All this has come to mind as I’ve watched Elizabeth Warren struggle over explaining the Cherokee heritage that her family claims. She believed the family stories were true, and she was proud of those stories. But she didn’t realize how common those claims are, and how, more often than not, they aren’t true – nor how much those false claims insult tribal members in the USA.

Family history is something most of us never question, that we accept whole-heartedly: why wouldn’t we believe the long-told story that a great-great-grandmother was born on a ship coming from Europe to the USA in the 1800s, or that a great-great-grandfather escaped slavery with the help of Harriet Tubman? It never dawns on you to ask for some kind of documentation, to engage in activities to prove whatever the claims are. And it never dawns on you that casually claiming something in your family heritage could eventually turn out not to be true and could cause you a very significant problem, even some controversy.

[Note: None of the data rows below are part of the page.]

//! Interactive daily check-in session.
//!
//! The session itself is a plain state machine -- the platform adapter
//! dispatches answers into it rather than capturing state in UI callbacks.
//! [`CheckinRunner`] drives it end to end: sequential yes/no habit
//! questions, a bounded free-text journal wait, then summary generation
//! and posting.

use chrono::NaiveDate;
use std::time::Duration;
use tokio::time::timeout;
use tracing::{info, warn};

use crate::config::UserConfig;
use crate::error::{CoreError, Result};
use crate::habits::{prompt_list, HabitAnswer, HabitPrompt, HabitRecord};
use crate::platform::{ChatPort, UserRef};
use crate::store::HabitStore;
use crate::summary::{JournalEntry, SummaryGenerator};

/// Inactivity bound for the habit-answer phase.
pub const HABIT_ANSWER_TIMEOUT: Duration = Duration::from_secs(300);

/// Bounded wait for the free-text journal entry.
pub const JOURNAL_WAIT_TIMEOUT: Duration = Duration::from_secs(600);

/// Session phase.
#[derive(Debug, Clone, Copy, PartialEq, Eq)]
pub enum CheckinPhase {
    /// Waiting on the yes/no answer for habit `index`.
    AwaitingHabitAnswer(usize),
    /// All habits answered; waiting on the free-text journal entry.
    AwaitingJournalText,
    /// Journal captured (or skipped); ready for summary generation.
    Finalizing,
    /// Timed out during the habit phase; nothing was saved.
    Abandoned,
}

/// One check-in attempt. Re-running the command builds a fresh session;
/// prior answers for the same day are overwritten on save, not merged.
#[derive(Debug, Clone)]
pub struct CheckinSession {
    date: NaiveDate,
    prompts: Vec<HabitPrompt>,
    answers: Vec<HabitAnswer>,
    journal_text: Option<String>,
    phase: CheckinPhase,
}

impl CheckinSession {
    /// Build the ordered question list. Fails before any message is sent
    /// when no habits are configured.
    pub fn new(config: &UserConfig, date: NaiveDate) -> Result<Self> {
        let prompts = prompt_list(config);
        if prompts.is_empty() {
            return Err(CoreError::NoHabitsConfigured);
        }
        Ok(Self {
            date,
            prompts,
            answers: Vec::new(),
            journal_text: None,
            phase: CheckinPhase::AwaitingHabitAnswer(0),
        })
    }

    pub fn phase(&self) -> CheckinPhase {
        self.phase
    }

    pub fn question_count(&self) -> usize {
        self.prompts.len()
    }

    /// Question text for the current habit, if the session is in the
    /// habit-answer phase.
    pub fn question_text(&self) -> Option<String> {
        match self.phase {
            CheckinPhase::AwaitingHabitAnswer(index) => self
                .prompts
                .get(index)
                .map(|prompt| prompt.question_text(index, self.prompts.len())),
            _ => None,
        }
    }

    /// Record the answer for the current habit and advance.
    pub fn on_answer(&mut self, answered_yes: bool) {
        let CheckinPhase::AwaitingHabitAnswer(index) = self.phase else {
            return;
        };
        let Some(prompt) = self.prompts.get(index) else {
            return;
        };
        self.answers.push(HabitAnswer {
            habit: prompt.habit.clone(),
            polarity: prompt.polarity,
            answered_yes,
        });
        self.phase = if index + 1 < self.prompts.len() {
            CheckinPhase::AwaitingHabitAnswer(index + 1)
        } else {
            CheckinPhase::AwaitingJournalText
        };
    }

    /// Capture the journal text (or its absence) and finalize.
    pub fn on_journal(&mut self, text: Option<String>) {
        if self.phase == CheckinPhase::AwaitingJournalText {
            self.journal_text = text;
            self.phase = CheckinPhase::Finalizing;
        }
    }

    /// Handle an inactivity timeout for the current phase.
    ///
    /// In the habit phase the session is abandoned outright; a missing
    /// journal entry is a normal outcome, not a failure.
    pub fn on_timeout(&mut self) {
        match self.phase {
            CheckinPhase::AwaitingHabitAnswer(_) => self.phase = CheckinPhase::Abandoned,
            CheckinPhase::AwaitingJournalText => self.on_journal(None),
            _ => {}
        }
    }

    pub fn journal_text(&self) -> Option<&str> {
        self.journal_text.as_deref()
    }

    /// Snapshot of the answers recorded so far.
    pub fn record(&self) -> HabitRecord {
        HabitRecord {
            date: self.date,
            answers: self.answers.clone(),
        }
    }
}

/// How a driven check-in ended.
#[derive(Debug)]
pub enum CheckinOutcome {
    Completed {
        entry: JournalEntry,
        /// Whether the entry reached the journal channel.
        posted: bool,
    },
    /// Habit phase timed out; nothing was saved and no summary was made.
    TimedOut,
}

/// Drives a [`CheckinSession`] against the chat port and stores.
pub struct CheckinRunner<'a> {
    pub port: &'a dyn ChatPort,
    pub habits: &'a HabitStore,
    pub generator: &'a SummaryGenerator,
}

impl CheckinRunner<'_> {
    pub async fn run(
        &self,
        user: &UserRef,
        config: &UserConfig,
        date: NaiveDate,
    ) -> Result<CheckinOutcome> {
        let mut session = CheckinSession::new(config, date)?;
        info!(user = %user.id, %date, questions = session.question_count(), "check-in started");

        while let CheckinPhase::AwaitingHabitAnswer(_) = session.phase() {
            let Some(question) = session.question_text() else {
                break;
            };
            match timeout(HABIT_ANSWER_TIMEOUT, self.port.ask_yes_no(user, &question)).await {
                Ok(Ok(answered_yes)) => session.on_answer(answered_yes),
                Ok(Err(e)) => return Err(e.into()),
                Err(_) => {
                    session.on_timeout();
                    if let Err(e) = self
                        .port
                        .send_dm(user, "Your check-in timed out. Run checkin to try again.")
                        .await
                    {
                        warn!(user = %user.id, error = %e, "timeout notice delivery failed");
                    }
                    return Ok(CheckinOutcome::TimedOut);
                }
            }
        }

        // All habits answered: persist before prompting for the journal.
        self.habits.save(user.id, &session.record()).await?;
        self.port
            .send_dm(
                user,
                "✅ **Check-in complete!** All habits recorded.\n\n\
                 **How was your day overall?**\n\
                 Write your journal entry below. I'll wait for 10 minutes.",
            )
            .await?;

        let journal_text = match timeout(JOURNAL_WAIT_TIMEOUT, self.port.wait_for_reply(user)).await
        {
            Ok(Ok(text)) => {
                if let Err(e) = self
                    .port
                    .send_dm(user, "Journal entry received! Generating your daily summary...")
                    .await
                {
                    warn!(user = %user.id, error = %e, "ack delivery failed");
                }
                Some(text)
            }
            Ok(Err(e)) => return Err(e.into()),
            Err(_) => {
                // Normal outcome: habits stay saved, summary has no entry.
                if let Err(e) = self
                    .port
                    .send_dm(
                        user,
                        "Looks like you got busy. I'll skip the journal entry for today, \
                         but your habits are saved!",
                    )
                    .await
                {
                    warn!(user = %user.id, error = %e, "skip notice delivery failed");
                }
                None
            }
        };
        session.on_journal(journal_text.clone());

        let entry = self.generator.generate(user, &session.record(), journal_text);
        let posted = match self.port.post_journal(config.journal_channel, &entry).await {
            Ok(()) => true,
            Err(e) => {
                warn!(user = %user.id, channel = %config.journal_channel, error = %e, "journal post failed");
                if let Err(e) = self
                    .port
                    .send_dm(
                        user,
                        &format!("I failed to post your summary to the journal channel: {e}"),
                    )
                    .await
                {
                    warn!(user = %user.id, error = %e, "post-failure notice delivery failed");
                }
                false
            }
        };
        Ok(CheckinOutcome::Completed { entry, posted })
    }
}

I hope this becomes a teachable moment: as much fun as family stories are, it’s a good idea to do some digging and get at least a bit of documentation before you share them outside your family. And unless you have some kind of proof that great-grandma was Cherokee, keep that legend to yourself.

And if you want to know if you really do have any family connection to an American Indian tribe, get busy tracing and documenting your lineage: get accurate names and birth places of grandparents and great-grandparents, and on and on, as far back as you can. Use ancestry.com for accurate birth/death records. Names and birth places on reservations will be clues to American Indian ancestry. Census records may also note your ancestors’ ethnicity. You may be able to find a family member that is listed on the census as a member of a tribe – and that means you will be able to get the name of tribe, the enrollment number, and the census number to prove your lineage. You have to get a state certified birth and death certificates of your enrolled ancestor for an official Certificate of Degree of Indian or Alaskan Native Blood from the Bureau of Indian Affairs.